As everyone should know by now, Anna Nicole Smith died one week ago, Feb. 8. I didn’t have to double-check the date because I remember specifically when and how I found out – I was at work – and this sticks out to me not because of any personal significance it had for me, but rather because of the reactions I observed in others.

Both plasma screen TVs at the Information Technology Center – one of which constantly displays CNN – were tuned to the 24-hour news station just as this story was breaking, so I had the unique opportunity to listen in on the broadcast, as well as the responses of students who were just finding out.

Most were in the vein of “Oh my God” or “Is that real?” – though some of the more interesting remarks were “How did she die, from TrimSpa?” and the somewhat malevolent, “There is justice; there is justice.” People were stopping in their tracks, just to watch and find out what had happened – students, employees and security personnel; everyone’s day was put on pause for a few short seconds for this direct download of information.
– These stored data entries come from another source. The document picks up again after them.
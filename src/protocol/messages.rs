//! Typed request/response model
//!
//! Maps raw (dataType, command, body) triples onto strongly typed messages
//! and records which response answers which request.

use bytes::{Buf, BufMut, Bytes, BytesMut};

use super::codec::Frame;
use super::error::ProtocolError;
use super::types::*;

/// Entries the file list body can carry before the count byte overflows
pub const MAX_PAGE_ENTRIES: usize = u8::MAX as usize;

/// Commands sent from host to device
#[derive(Debug, Clone, PartialEq, Eq)]
pub enum Request {
	/// Set the device clock, unix seconds
	SyncTime(u32),
	GetBattery,
	GetCapacity,
	GetVersion,
	EnableHighSpeed(bool),
	GetFileList,
	/// Ask for a file by its raw name
	RequestImportFile(Vec<u8>),
	StopImport,
}

impl Request {
	pub fn command(&self) -> Command {
		match self {
			Request::SyncTime(_) => Command::Control(ControlCommand::SyncTime),
			Request::GetBattery => Command::Control(ControlCommand::GetBattery),
			Request::GetCapacity => Command::Control(ControlCommand::GetCapacity),
			Request::GetVersion => Command::Control(ControlCommand::GetVersion),
			Request::EnableHighSpeed(_) => Command::Control(ControlCommand::EnableHighSpeed),
			Request::GetFileList => Command::FileTransfer(FileCommand::GetFileList),
			Request::RequestImportFile(_) => Command::FileTransfer(FileCommand::RequestImportFile),
			Request::StopImport => Command::FileTransfer(FileCommand::StopImport),
		}
	}

	pub fn body(&self) -> Bytes {
		match self {
			Request::SyncTime(secs) => Bytes::copy_from_slice(&secs.to_le_bytes()),
			Request::EnableHighSpeed(on) => Bytes::copy_from_slice(&[*on as u8]),
			Request::RequestImportFile(raw_name) => Bytes::copy_from_slice(raw_name),
			_ => Bytes::new(),
		}
	}

	/// Response command that answers this request, if the device sends one
	///
	/// Multi-frame exchanges (listing, import) are driven by the transfer
	/// state machine and report their first expected command here.
	pub fn expected_response(&self) -> Option<Command> {
		match self {
			Request::GetBattery => Some(Command::Control(ControlCommand::RetBattery)),
			Request::GetCapacity => Some(Command::Control(ControlCommand::RetCapacity)),
			Request::GetVersion => Some(Command::Control(ControlCommand::RetVersion)),
			Request::GetFileList => Some(Command::FileTransfer(FileCommand::RetFileList)),
			Request::RequestImportFile(_) => {
				Some(Command::FileTransfer(FileCommand::StartImportFile))
			}
			Request::SyncTime(_) | Request::EnableHighSpeed(_) | Request::StopImport => None,
		}
	}

	/// Whether `response` is the counterpart this request waits for
	pub fn accepts(&self, response: &Response) -> bool {
		self.expected_response() == Some(response.command())
	}

	/// Build a request from a decoded frame (device side of the link)
	pub fn parse(frame: &Frame) -> Result<Self, ProtocolError> {
		let command = resolve(frame)?;
		let body = frame.body();
		let request = match command {
			Command::Control(ControlCommand::SyncTime) => {
				Request::SyncTime(read_u32(&body, "sync time")?)
			}
			Command::Control(ControlCommand::GetBattery) => Request::GetBattery,
			Command::Control(ControlCommand::GetCapacity) => Request::GetCapacity,
			Command::Control(ControlCommand::GetVersion) => Request::GetVersion,
			Command::Control(ControlCommand::EnableHighSpeed) => {
				Request::EnableHighSpeed(body.first().map(|b| *b != 0).unwrap_or(false))
			}
			Command::FileTransfer(FileCommand::GetFileList) => Request::GetFileList,
			Command::FileTransfer(FileCommand::RequestImportFile) => {
				Request::RequestImportFile(body.to_vec())
			}
			Command::FileTransfer(FileCommand::StopImport) => Request::StopImport,
			other => {
				return Err(ProtocolError::ProtocolViolation(format!(
					"{} is not a host request",
					other
				)))
			}
		};
		Ok(request)
	}
}

/// Messages sent from device to host
#[derive(Debug, Clone, PartialEq, Eq)]
pub enum Response {
	Battery(u8),
	Capacity(Capacity),
	Version(FirmwareVersion),
	/// One page of catalog entries
	FileListPage(Vec<RemoteFile>),
	ListComplete,
	ImportStarted { size: u64 },
	FileData(Bytes),
	ImportComplete,
	/// Device cancelled the transfer in progress
	ImportStopped,
	Button(ButtonCommand),
	AudioStream { command: AudioStreamCommand, data: Bytes },
}

impl Response {
	pub fn command(&self) -> Command {
		match self {
			Response::Battery(_) => Command::Control(ControlCommand::RetBattery),
			Response::Capacity(_) => Command::Control(ControlCommand::RetCapacity),
			Response::Version(_) => Command::Control(ControlCommand::RetVersion),
			Response::FileListPage(_) => Command::FileTransfer(FileCommand::RetFileList),
			Response::ListComplete => Command::FileTransfer(FileCommand::ListTransferComplete),
			Response::ImportStarted { .. } => Command::FileTransfer(FileCommand::StartImportFile),
			Response::FileData(_) => Command::FileTransfer(FileCommand::FileData),
			Response::ImportComplete => Command::FileTransfer(FileCommand::ImportComplete),
			Response::ImportStopped => Command::FileTransfer(FileCommand::StopImport),
			Response::Button(b) => Command::Button(*b),
			Response::AudioStream { command, .. } => Command::AudioStream(*command),
		}
	}

	/// Status value carried by this response, if any
	pub fn status_update(&self) -> Option<StatusUpdate> {
		match self {
			Response::Battery(pct) => Some(StatusUpdate::Battery(*pct)),
			Response::Capacity(cap) => Some(StatusUpdate::Capacity(*cap)),
			Response::Version(v) => Some(StatusUpdate::Version(*v)),
			_ => None,
		}
	}

	/// Unsolicited frames delivered outside any request/response exchange
	pub fn is_out_of_band(&self) -> bool {
		matches!(self, Response::Button(_) | Response::AudioStream { .. })
	}

	pub fn body(&self) -> Bytes {
		match self {
			Response::Battery(pct) => Bytes::copy_from_slice(&[*pct]),
			Response::Capacity(cap) => {
				let mut buf = BytesMut::with_capacity(8);
				buf.put_u32_le((cap.used / 1024).min(u32::MAX as u64) as u32);
				buf.put_u32_le((cap.total / 1024).min(u32::MAX as u64) as u32);
				buf.freeze()
			}
			Response::Version(v) => Bytes::copy_from_slice(&[v.major, v.minor, v.patch]),
			Response::FileListPage(files) => encode_file_list_page(files),
			Response::ImportStarted { size } => {
				Bytes::copy_from_slice(&((*size).min(u32::MAX as u64) as u32).to_le_bytes())
			}
			Response::FileData(data) => data.clone(),
			Response::AudioStream { data, .. } => data.clone(),
			_ => Bytes::new(),
		}
	}

	/// Decode a validated frame into a typed response
	pub fn parse(frame: &Frame) -> Result<Self, ProtocolError> {
		let command = resolve(frame)?;
		let body = frame.body();
		let response = match command {
			Command::Control(ControlCommand::RetBattery) => {
				let pct = *body.first().ok_or(ProtocolError::MalformedBody {
					what: "battery",
					len: body.len(),
				})?;
				Response::Battery(pct.min(100))
			}
			Command::Control(ControlCommand::RetCapacity) => {
				if body.len() < 8 {
					return Err(ProtocolError::MalformedBody { what: "capacity", len: body.len() });
				}
				let mut b = &body[..];
				let used = b.get_u32_le() as u64 * 1024;
				let total = b.get_u32_le() as u64 * 1024;
				Response::Capacity(Capacity { used, total })
			}
			Command::Control(ControlCommand::RetVersion) => {
				if body.len() < 3 {
					return Err(ProtocolError::MalformedBody { what: "version", len: body.len() });
				}
				Response::Version(FirmwareVersion { major: body[0], minor: body[1], patch: body[2] })
			}
			Command::FileTransfer(FileCommand::RetFileList) => {
				Response::FileListPage(decode_file_list_page(&body)?)
			}
			Command::FileTransfer(FileCommand::ListTransferComplete) => Response::ListComplete,
			Command::FileTransfer(FileCommand::StartImportFile) => {
				Response::ImportStarted { size: read_u32(&body, "import start")? as u64 }
			}
			Command::FileTransfer(FileCommand::FileData) => Response::FileData(body),
			Command::FileTransfer(FileCommand::ImportComplete) => Response::ImportComplete,
			Command::FileTransfer(FileCommand::StopImport) => Response::ImportStopped,
			Command::Button(b) => Response::Button(b),
			Command::AudioStream(c) => Response::AudioStream { command: c, data: body },
			other => {
				return Err(ProtocolError::ProtocolViolation(format!(
					"{} is not a device response",
					other
				)))
			}
		};
		Ok(response)
	}
}

/// Out-of-band notifications delivered to the orchestrator
#[derive(Debug, Clone, PartialEq, Eq)]
pub enum DeviceEvent {
	Button(ButtonCommand),
	/// Status value pushed without a matching request
	StatusPush(StatusUpdate),
	/// Live audio frame; carried for observers, never stored
	AudioStream { command: AudioStreamCommand, len: usize },
	/// Connectivity change other than a disconnect
	Connectivity(ConnectionState),
}

#[derive(Debug, Clone, Copy, PartialEq, Eq)]
pub enum StatusUpdate {
	Battery(u8),
	Capacity(Capacity),
	Version(FirmwareVersion),
}

impl DeviceEvent {
	/// Classify a response that arrived outside its exchange
	pub fn from_unsolicited(response: &Response) -> Option<Self> {
		match response {
			Response::Button(b) => Some(DeviceEvent::Button(*b)),
			Response::AudioStream { command, data } => {
				Some(DeviceEvent::AudioStream { command: *command, len: data.len() })
			}
			other => other.status_update().map(DeviceEvent::StatusPush),
		}
	}
}

/// Encode one RetFileList page
///
/// `u8 count`, then per entry: `u8 name_len, name, u32 size, u32 duration,
/// u32 created_at`. Names longer than 255 bytes and entries past
/// [`MAX_PAGE_ENTRIES`] are cut off.
pub fn encode_file_list_page(files: &[RemoteFile]) -> Bytes {
	let files = &files[..files.len().min(MAX_PAGE_ENTRIES)];
	let mut buf = BytesMut::with_capacity(1 + files.len() * 24);
	buf.put_u8(files.len() as u8);
	for file in files {
		let name = &file.raw_name[..file.raw_name.len().min(u8::MAX as usize)];
		buf.put_u8(name.len() as u8);
		buf.put_slice(name);
		buf.put_u32_le(file.size_bytes.min(u32::MAX as u64) as u32);
		buf.put_u32_le(file.duration_seconds);
		buf.put_u32_le(file.created_at);
	}
	buf.freeze()
}

/// Decode one RetFileList page
pub fn decode_file_list_page(body: &[u8]) -> Result<Vec<RemoteFile>, ProtocolError> {
	let malformed = || ProtocolError::MalformedBody { what: "file list", len: body.len() };
	let mut b = body;
	if !b.has_remaining() {
		return Err(malformed());
	}
	let count = b.get_u8() as usize;
	let mut files = Vec::with_capacity(count);
	for _ in 0..count {
		if b.remaining() < 1 {
			return Err(malformed());
		}
		let name_len = b.get_u8() as usize;
		if b.remaining() < name_len + 12 {
			return Err(malformed());
		}
		let raw_name = b[..name_len].to_vec();
		b.advance(name_len);
		let size = b.get_u32_le() as u64;
		let duration = b.get_u32_le();
		let created_at = b.get_u32_le();
		files.push(RemoteFile::new(raw_name, size, duration, created_at));
	}
	Ok(files)
}

fn resolve(frame: &Frame) -> Result<Command, ProtocolError> {
	let data_type = frame.data_type().ok_or(ProtocolError::MalformedBody { what: "frame", len: 0 })?;
	let command = frame.command();
	Command::from_wire(data_type, command)
		.ok_or(ProtocolError::Unrecognized { data_type, command })
}

fn read_u32(body: &[u8], what: &'static str) -> Result<u32, ProtocolError> {
	if body.len() < 4 {
		return Err(ProtocolError::MalformedBody { what, len: body.len() });
	}
	let mut b = body;
	Ok(b.get_u32_le())
}


// vim: ts=4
The conclusion was obvious: this is big news. This is the kind of news that moves paper, that keeps the 24-hour broadcasts buzzing. It begs the question, if the headlines that afternoon were “Massive Earthquake in India” or “Forty Killed in Iraq Blast,” how would this capture our attention, or would it at all?

I certainly don’t mean to insinuate that people are apathetic or uncaring – if FOX News, Clear Channel and Rupert Murdoch have taught us anything, it’s that we (almost) Ivy Leaguers are a bunch of ivory-tower, liberal bleeding hearts. But are we somewhat desensitized to the violence and suffering around the world that is constantly being brought before our eyes? Absolutely. That’s probably why last week’s headline was so special and (albeit morbidly) fascinating. Young, rich, famous, beautiful woman dies (not unlike, ironically, Marilyn Monroe) – all makings of a good, intriguing story.

A good story sells, and in today’s Fourth Estate, that’s what counts (I suppose, putting a fresh spin on the “marketplace of ideas”). This recently coined genre of “infotainment” pioneered by the giant conglomerates that control our mass media is practically fortified by what we’ve just seen – good news is that which captivates us, rouses us, draws us in.

Maybe that’s part of the problem that led Robert F. Kennedy Jr. to assert in Strong Auditorium last semester that Americans are among “the best entertained and the least informed” people in the world.

As a member of the afore-featured PSC 217 – Politics in Mass Media – it was a bit disappointing that class couldn’t be held last Monday. No doubt, this story would have been great discussion fodder. But by next week’s seminar, there will be new top stories, and the headline that may have caught our attention before will likely be out of mind – the modern news cycle at work.

Cutshall is a member of the class of 2009.